Pour l’instant, aucune médiation formelle n’est annoncée, mais des émissaires religieux essayent de renouer le fil. « La paix ne doit pas se négocier hors du Cameroun », estime l’archevêque de Douala, tout en reconnaissant que la présence de Tchiroma à l’étranger maintient la pression sur le pouvoir.
Le point économique
Sur le plan économique, les manifestations intermittentes et les journées sans activité pèsent déjà sur le secteur informel, principal pourvoyeur d’emplois urbains. Les entreprises de transport se disent touchées par la baisse du trafic interurbain, tandis que les exportateurs redoutent un renchérissement des primes d’assurance risque.

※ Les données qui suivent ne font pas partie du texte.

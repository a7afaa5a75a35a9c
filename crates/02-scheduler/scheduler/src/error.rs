use thiserror::Error;

/// Errors surfaced while selecting a scheduling strategy.
#[derive(Debug, Error, Clone, PartialEq, Eq)]
pub enum SchedulerError {
    /// The name did not match any known strategy.
    #[error("unknown scheduler strategy: {0}")]
    UnknownStrategy(String),
}
//! Bounded admission queue between producers and the pump.

use parking_lot::{Condvar, Mutex};
use std::collections::VecDeque;
use std::time::Duration;

/// FIFO queue with a hard capacity.
///
/// Producers never wait: `try_push` hands the item back when the queue is
/// full. The consumer side waits on a condition variable for at most the
/// poll interval so shutdown is observed promptly.
pub struct BoundedQueue<T> {
    items: Mutex<VecDeque<T>>,
    ready: Condvar,
    capacity: usize,
}

impl<T> BoundedQueue<T> {
    /// Creates an empty queue holding at most `capacity` items.
    pub fn new(capacity: usize) -> Self {
        Self {
            items: Mutex::new(VecDeque::with_capacity(capacity)),
            ready: Condvar::new(),
            capacity,
        }
    }

    /// Maximum number of queued items.
    pub fn capacity(&self) -> usize {
        self.capacity
    }

    /// Current number of queued items.
    pub fn len(&self) -> usize {
        self.items.lock().len()
    }

    /// Returns `true` when nothing is queued.
    pub fn is_empty(&self) -> bool {
        self.items.lock().is_empty()
    }

    /// Appends `item` unless the queue is full, in which case it is returned.
    pub fn try_push(&self, item: T) -> Result<(), T> {
        let mut items = self.items.lock();
        if items.len() >= self.capacity {
            return Err(item);
        }
        items.push_back(item);
        drop(items);
        self.ready.notify_one();
        Ok(())
    }

    /// Pops the oldest item, waiting up to `timeout` for one to arrive.
    pub fn poll(&self, timeout: Duration) -> Option<T> {
        let mut items = self.items.lock();
        if items.is_empty() {
            // Spurious and shutdown wake-ups fall through to a plain pop.
            let _ = self.ready.wait_for(&mut items, timeout);
        }
        items.pop_front()
    }

    /// Wakes every waiting consumer without enqueuing anything.
    pub fn wake_all(&self) {
        self.ready.notify_all();
    }

    /// Removes and returns everything still queued, oldest first.
    pub fn drain(&self) -> Vec<T> {
        self.items.lock().drain(..).collect()
    }
}

impl<T: Clone> BoundedQueue<T> {
    /// Copies the queued items, oldest first.
    pub fn snapshot(&self) -> Vec<T> {
        self.items.lock().iter().cloned().collect()
    }
}
use serde::Serialize;
use serde_json::Value;
use std::time::Duration;

/// Error text for requests resolved by the timer.
pub const TIMEOUT_ERROR: &str = "Timeout";

/// Outcome of processing one intent. Immutable once built.
#[derive(Clone, Debug, PartialEq, Serialize)]
pub struct IntentResult {
    intent_id: String,
    success: bool,
    data: Option<Value>,
    error: Option<String>,
    latency_ms: u64,
}

impl IntentResult {
    pub fn success(intent_id: impl Into<String>, data: Option<Value>, latency: Duration) -> Self {
        Self {
            intent_id: intent_id.into(),
            success: true,
            data,
            error: None,
            latency_ms: latency.as_millis() as u64,
        }
    }

    pub fn failure(
        intent_id: impl Into<String>,
        error: impl Into<String>,
        latency: Duration,
    ) -> Self {
        Self {
            intent_id: intent_id.into(),
            success: false,
            data: None,
            error: Some(error.into()),
            latency_ms: latency.as_millis() as u64,
        }
    }

    /// Synthetic failure used when a request outlives its deadline.
    pub fn timeout(intent_id: impl Into<String>, timeout: Duration) -> Self {
        Self::failure(intent_id, TIMEOUT_ERROR, timeout)
    }

    pub fn intent_id(&self) -> &str {
        &self.intent_id
    }

    pub fn is_success(&self) -> bool {
        self.success
    }

    pub fn data(&self) -> Option<&Value> {
        self.data.as_ref()
    }

    pub fn error(&self) -> Option<&str> {
        self.error.as_deref()
    }

    pub fn latency_ms(&self) -> u64 {
        self.latency_ms
    }

    pub fn is_timeout(&self) -> bool {
        self.error.as_deref() == Some(TIMEOUT_ERROR)
    }

    /// Same outcome re-stamped with the dispatcher's measured latency.
    pub fn with_latency(mut self, latency: Duration) -> Self {
        self.latency_ms = latency.as_millis() as u64;
        self
    }
}

#[cfg(test)]
mod tests {
    use super::*;
    use serde_json::json;

    #[test]
    fn success_never_carries_error() {
        let result = IntentResult::success("a", Some(json!({"k": 1})), Duration::from_millis(3));
        assert!(result.is_success());
        assert!(result.error().is_none());
        assert_eq!(result.latency_ms(), 3);
    }

    #[test]
    fn timeout_is_a_failure_without_data() {
        let result = IntentResult::timeout("b", Duration::from_millis(50));
        assert!(!result.is_success());
        assert!(result.data().is_none());
        assert_eq!(result.error(), Some("Timeout"));
        assert!(result.is_timeout());
        assert_eq!(result.latency_ms(), 50);
    }
}
use serde::Serialize;

/// Admission outcome reported by `publish`.
///
/// `publish` never blocks and never returns an error; callers that care can
/// inspect the outcome, everyone else can ignore it.
#[derive(Clone, Copy, Debug, PartialEq, Eq)]
pub enum SubmitOutcome {
    /// Intent entered the bounded queue.
    Accepted,
    /// Queue was full; the intent was marked failed.
    Dropped,
    /// Intent had already been published; nothing changed.
    Rejected,
    /// Bus is not running; nothing changed.
    Closed,
}

impl SubmitOutcome {
    /// Whether the intent is now queued.
    pub fn is_accepted(self) -> bool {
        self == SubmitOutcome::Accepted
    }
}

/// What `stop` managed to wind down within the grace period.
#[derive(Clone, Copy, Debug, PartialEq, Eq, Serialize)]
pub struct ShutdownReport {
    /// Pump thread exited and was joined.
    pub pump_joined: bool,
    /// Every worker thread exited and was joined.
    pub workers_joined: bool,
    /// Timer thread exited and was joined.
    pub timer_joined: bool,
    /// Queued intents failed because they never reached a worker.
    pub abandoned: usize,
    /// Requests resolved with a stop failure.
    pub unanswered_requests: usize,
}

impl ShutdownReport {
    /// Report for a bus that was not running.
    pub fn idle() -> Self {
        Self {
            pump_joined: true,
            workers_joined: true,
            timer_joined: true,
            abandoned: 0,
            unanswered_requests: 0,
        }
    }

    /// `false` when any thread group was detached.
    pub fn all_joined(&self) -> bool {
        self.pump_joined && self.workers_joined && self.timer_joined
    }
}
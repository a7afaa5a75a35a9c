//! Bounded ring of finished intents, newest last.

use intent::Intent;
use parking_lot::Mutex;
use std::collections::VecDeque;
use std::sync::Arc;

/// Bounded FIFO record of dispatched intents.
pub struct History {
    entries: Mutex<VecDeque<Arc<Intent>>>,
    limit: usize,
}

impl History {
    /// Creates an empty ring retaining at most `limit` intents.
    pub fn new(limit: usize) -> Self {
        Self {
            entries: Mutex::new(VecDeque::with_capacity(limit.min(1024))),
            limit,
        }
    }

    /// Appends `intent`, evicting the oldest entries past the limit.
    pub fn push(&self, intent: Arc<Intent>) {
        let mut entries = self.entries.lock();
        entries.push_back(intent);
        while entries.len() > self.limit {
            entries.pop_front();
        }
    }

    /// The newest `limit` entries, oldest first.
    pub fn recent(&self, limit: usize) -> Vec<Arc<Intent>> {
        let entries = self.entries.lock();
        let skip = entries.len().saturating_sub(limit);
        entries.iter().skip(skip).cloned().collect()
    }

    /// Every retained entry carrying `trace_id`, oldest first.
    pub fn by_trace_id(&self, trace_id: &str) -> Vec<Arc<Intent>> {
        self.entries
            .lock()
            .iter()
            .filter(|intent| intent.trace_id() == Some(trace_id))
            .cloned()
            .collect()
    }

    /// Number of retained entries.
    pub fn len(&self) -> usize {
        self.entries.lock().len()
    }

    /// Returns `true` when nothing has been recorded.
    pub fn is_empty(&self) -> bool {
        self.entries.lock().is_empty()
    }

    /// Configured capacity.
    pub fn limit(&self) -> usize {
        self.limit
    }
}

Si la controverse électorale s’enlisait, certains investisseurs pourraient différer des engagements, notamment dans les télécoms ou l’agro-industrie. L’agence de notation S&P observe soigneusement l’évolution budgétaire et politique avant de réviser la perspective souveraine camerounaise, classée actuellement à B sans perspective négative.
Le point juridique
Sur le plan du droit international, la convention de 1951 relative au statut des réfugiés protège toute personne craignant des persécutions politiques. Toutefois, la Gambie n’entend pas octroyer ce statut à Issa Tchiroma, préférant un hébergement temporaire qui lui laisse marge de manœuvre diplomatique.
Et après ?
À court terme, l’opposant dit vouloir rester à Banjul « le temps qu’il faudra », tablant sur la « solidarité panafricaine ». Toutefois, ses conseillers juridiques envisagent aussi un possible asile dans un autre pays si une extradition venait à être demandée. La partie d’échecs diplomatique ne fait que commencer.